CURNOW: But at the same time, we also saw a thread of social justice throughout this. And after the year that we've seen in the States, I mean, I think that's a good thing, isn't it? It reflected what happened in America.

So "I Can't Breathe."

ODUOLOWU: It's a necessary thing.

CURNOW: Absolutely. "I Can't Breathe" was Song of the Year, which of course, referenced the death of George Floyd. There was also DaBaby's performance, "Rockstar." I want you to take a look at this and talk about it afterwards.




CURNOW: Was this the performance of the night? Or perhaps the most impactful?


ODUOLOWU: I loved it, but for me, I would raise you from DaBaby to Lil Baby. I thought Lil Baby's performance, in the Streets of L.A. with actual, you know, depiction of a cop shooting, for me that was the performance of the night. Because it brought home what the people were feeling during the Black Lives Matter protests, during you know, the atrocity of seeing someone, you know, kneeled on until their life expired. I think that encapsulated the rage, the horror, the hope that people feel things will change.

And you saw it. Look, Trevor Noah, you know, mixed-race foreigner hosting the awards. You saw people of color. You saw foreign language performances. You saw Beyonce break a record. And then her billionaire husband helping her up the stage.

You saw Megan Thee Stallion, again, commenting on how she had seen Beyonce perform at the Rodeo and wanting to be her.

Like, all of these elements added to a show that was entirely watchable, but more importantly, it hit home where a young girl can say, I want to be her and write a song in my -- in my room and play it for my father.

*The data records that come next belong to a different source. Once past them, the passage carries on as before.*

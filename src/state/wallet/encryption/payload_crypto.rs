//! Encryption and decryption of wallet payloads
//!
//! Blob layout: `base64(iv || ciphertext)`. The 16 byte IV is also the PBKDF2
//! salt used to stretch the password.

use base64::engine::general_purpose::STANDARD as BASE64;
use base64::Engine;
use rand::Rng;
use serde::Deserialize;
use serde::Serialize;
use tracing::debug;
use tracing::warn;

use super::cipher::AesCryptor;
use super::cipher::AesOptions;
use super::cipher::NativeAesCryptor;
use super::cipher::BLOCK_LEN;
use super::format::WalletPayloadWrapper;
use super::format::CURRENT_ENCRYPTION_VERSION;
use super::key_stretcher::KeyDerivationError;
use super::key_stretcher::KeyStretcher;
use super::legacy;
use super::legacy::LEGACY_V1_RECIPES;

/// Length of the IV prepended to every ciphertext. Doubles as the salt length.
pub const SALT_LEN: usize = BLOCK_LEN;

/// Requested length of the stretched AES key
pub const KEY_LENGTH_BITS: usize = 256;

/// enumerates possible payload encryption and decryption errors
#[derive(Debug, Clone, Copy, PartialEq, Eq, thiserror::Error, Serialize, Deserialize)]
#[non_exhaustive]
pub enum PayloadCryptoError {
    #[error("unknown payload crypto error")]
    Unknown,

    #[error("no encrypted wallet data")]
    NoEncryptedWalletData,

    #[error("no password")]
    NoPassword,

    #[error("pbkdf2 iteration count must be greater than zero")]
    InvalidPbkdf2Iterations,

    #[error("key derivation failed")]
    KeyDerivationFailed,

    #[error("payload could not be decoded")]
    DecodingFailed,

    #[error("unsupported payload version")]
    UnsupportedPayloadVersion,

    #[error("encryption failed")]
    EncryptionFailed,

    #[error("decryption failed")]
    DecryptionFailed,

    #[error("failed to decrypt v1 payload")]
    FailedToDecryptV1Payload,

    #[error("encrypted payload did not decrypt back to the original")]
    VerificationFailed,
}

impl From<KeyDerivationError> for PayloadCryptoError {
    fn from(e: KeyDerivationError) -> Self {
        match e {
            KeyDerivationError::InvalidIterationCount => Self::InvalidPbkdf2Iterations,
            KeyDerivationError::DerivationFailed => Self::KeyDerivationFailed,
        }
    }
}

/// Password-based wallet payload encryption
///
/// Stateless apart from the injected [`AesCryptor`]. Construct one at startup
/// and share it.
#[derive(Debug, Clone, Default)]
pub struct PayloadCrypto<C: AesCryptor = NativeAesCryptor> {
    cryptor: C,
}

impl PayloadCrypto {
    pub fn new() -> Self {
        Self::with_cryptor(NativeAesCryptor)
    }
}

impl<C: AesCryptor> PayloadCrypto<C> {
    pub fn with_cryptor(cryptor: C) -> Self {
        Self { cryptor }
    }

    pub fn cryptor(&self) -> &C {
        &self.cryptor
    }

    /// Decrypt a base64 payload with AES-CBC and ISO10126 padding
    pub fn decrypt(
        &self,
        data_base64: &str,
        key: &str,
        pbkdf2_iterations: u32,
    ) -> Result<String, PayloadCryptoError> {
        self.decrypt_with_options(data_base64, key, pbkdf2_iterations, AesOptions::default())
    }

    /// Decrypt a base64 payload with an explicit block mode and padding
    pub fn decrypt_with_options(
        &self,
        data_base64: &str,
        key: &str,
        pbkdf2_iterations: u32,
        options: AesOptions,
    ) -> Result<String, PayloadCryptoError> {
        if pbkdf2_iterations == 0 {
            return Err(PayloadCryptoError::InvalidPbkdf2Iterations);
        }

        let data = BASE64
            .decode(data_base64)
            .map_err(|_| PayloadCryptoError::DecodingFailed)?;
        // an iv without ciphertext would decrypt to "" under OFB
        if data.len() <= SALT_LEN {
            return Err(PayloadCryptoError::DecodingFailed);
        }

        // 1. separate iv from ciphertext. the iv is also the pbkdf2 salt.
        let (iv, ciphertext) = data.split_at(SALT_LEN);

        // 2. stretch password
        let stretched = KeyStretcher::stretch(key, iv, pbkdf2_iterations, KEY_LENGTH_BITS)?;

        // 3. decrypt
        self.cryptor
            .decrypt_utf8(ciphertext, &stretched, iv, options)
            .map_err(|_| PayloadCryptoError::DecryptionFailed)
    }

    /// Encrypt a UTF-8 payload with AES-CBC and ISO10126 padding
    ///
    /// Returns `base64(iv || ciphertext)` with a fresh random iv.
    pub fn encrypt(
        &self,
        payload: &str,
        key: &str,
        pbkdf2_iterations: u32,
    ) -> Result<String, PayloadCryptoError> {
        self.encrypt_with_options(payload, key, pbkdf2_iterations, AesOptions::default())
    }

    /// Only [`AesOptions::default`] is ever written. Other options are used to
    /// build legacy fixtures.
    pub(crate) fn encrypt_with_options(
        &self,
        payload: &str,
        key: &str,
        pbkdf2_iterations: u32,
        options: AesOptions,
    ) -> Result<String, PayloadCryptoError> {
        if pbkdf2_iterations == 0 {
            return Err(PayloadCryptoError::InvalidPbkdf2Iterations);
        }

        let iv = Self::random_iv();
        let stretched = KeyStretcher::stretch(key, &iv, pbkdf2_iterations, KEY_LENGTH_BITS)?;

        let ciphertext = self
            .cryptor
            .encrypt(payload.as_bytes(), &stretched, &iv, options)
            .map_err(|_| PayloadCryptoError::EncryptionFailed)?;

        Ok(BASE64.encode([iv.as_slice(), ciphertext.as_slice()].concat()))
    }

    /// Decrypt a stored wallet payload of unknown version
    ///
    /// JSON envelopes (v2 - v4) are decrypted with the iteration count they
    /// carry. Anything that does not parse as an envelope is treated as a v1
    /// payload and run through the legacy recipes.
    pub fn decrypt_wallet(
        &self,
        encrypted_wallet_data: &str,
        password: &str,
    ) -> Result<String, PayloadCryptoError> {
        if encrypted_wallet_data.is_empty() {
            return Err(PayloadCryptoError::NoEncryptedWalletData);
        }
        if password.is_empty() {
            return Err(PayloadCryptoError::NoPassword);
        }

        match WalletPayloadWrapper::from_json(encrypted_wallet_data) {
            Ok(wrapper) => self.decrypt_wallet_wrapper(&wrapper, password),
            Err(e) => {
                debug!("wallet data is not a versioned envelope ({}); trying v1", e);
                self.decrypt_v1(encrypted_wallet_data, password)
            }
        }
    }

    /// Decrypt an already parsed v2 - v4 envelope
    pub fn decrypt_wallet_wrapper(
        &self,
        wallet_wrapper: &WalletPayloadWrapper,
        password: &str,
    ) -> Result<String, PayloadCryptoError> {
        wallet_wrapper.validate_version().inspect_err(|_| {
            warn!(
                "wallet payload version {} is not supported",
                wallet_wrapper.version
            )
        })?;

        self.decrypt(
            &wallet_wrapper.payload,
            password,
            wallet_wrapper.pbkdf2_iteration_count,
        )
    }

    /// Encrypt `payload` into a current-version envelope
    pub fn encrypt_wallet(
        &self,
        payload: &str,
        password: &str,
        pbkdf2_iterations: u32,
    ) -> Result<WalletPayloadWrapper, PayloadCryptoError> {
        let encrypted = self.encrypt(payload, password, pbkdf2_iterations)?;
        Ok(WalletPayloadWrapper::new(
            CURRENT_ENCRYPTION_VERSION,
            encrypted,
            pbkdf2_iterations,
        ))
    }

    /// Encrypt `payload` into an envelope and check that it decrypts back to
    /// `payload` before handing it out.
    pub fn encrypt_and_verify(
        &self,
        payload: &str,
        password: &str,
        pbkdf2_iterations: u32,
    ) -> Result<WalletPayloadWrapper, PayloadCryptoError> {
        let wrapper = self.encrypt_wallet(payload, password, pbkdf2_iterations)?;

        match self.decrypt_wallet_wrapper(&wrapper, password) {
            Ok(decrypted) if decrypted == payload => Ok(wrapper),
            Ok(_) => Err(PayloadCryptoError::VerificationFailed),
            Err(e) => {
                warn!("freshly encrypted payload failed to decrypt: {}", e);
                Err(PayloadCryptoError::VerificationFailed)
            }
        }
    }

    fn decrypt_v1(&self, payload: &str, password: &str) -> Result<String, PayloadCryptoError> {
        legacy::first_successful(&LEGACY_V1_RECIPES, |recipe| {
            self.decrypt_with_options(payload, password, recipe.pbkdf2_iterations, recipe.options)
        })
        .map(|(index, decrypted)| {
            debug!("decrypted v1 payload with recipe {}", index);
            decrypted
        })
        .ok_or(PayloadCryptoError::FailedToDecryptV1Payload)
    }

    fn random_iv() -> [u8; SALT_LEN] {
        let mut iv = [0u8; SALT_LEN];
        rand::rng().fill(&mut iv);
        iv
    }
}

And that's how impactful music can be.

CURNOW: I do want to ask, though. Even though this did seem very powerful on so many levels, there had been some criticism beforehand that the Grammys had a diversity problem. So how does that then compare with the buzz around Oscar nominations tomorrow, around certain films and actors?

ODUOLOWU: So here's the dichotomy. In the history of the Grammys, there have only been ten African-Americans to win album of the year. In the entire history, right? People like Prince have been snubbed. And you know, I mean, Kendrick Lamar won a Peabody and a Pulitzer in 2017 and didn't win Album of the Year.

So this should let us know that the Grammys, for all of its showmanship this year, has a long history of snubbing African-American women, African-American men on the different genres of popular African-American music. We've seen that numerous times.

The Oscars are facing that hashtag #OscarsSoWhite. But what has grown from that are your streaming services like your Netflix, like your Amazons, that are now counter-culture to the big studios and are trying to make sure there's more representation. "Ma Rainey's Black Bottom" was on Netflix. "Coming 2 America," which isn't nominated, was on Amazon. With the more outlets that you can have, with the more diversity you can bring in, because let's be honest. The big studios are ignoring diversity, and that's a problem.

You know, it's not until 2022 that you'll see the first gay rom com, called "Bros," you know, by Universal. Why did it take so long, when the majority of people want to see themselves especially represented and seeing themselves in film.

CURNOW: Segun Oduolowu, thank you very much for joining us. Really great to have your perspective. And I'm glad we all had a little of fun tonight. We needed it, didn't we?

ODUOLOWU: Thank you, Robyn. It was good to sit back and listen to some great music.

CURNOW: Absolutely. See you soon.

ODUOLOWU: All right. Stay savvy (ph).

CURNOW: Thanks to you all for watching. I'm Robyn Curnow. I will be back, though, in 15 minutes' time with more news. And I hand you over to the lovely folks at WORLD SPORT.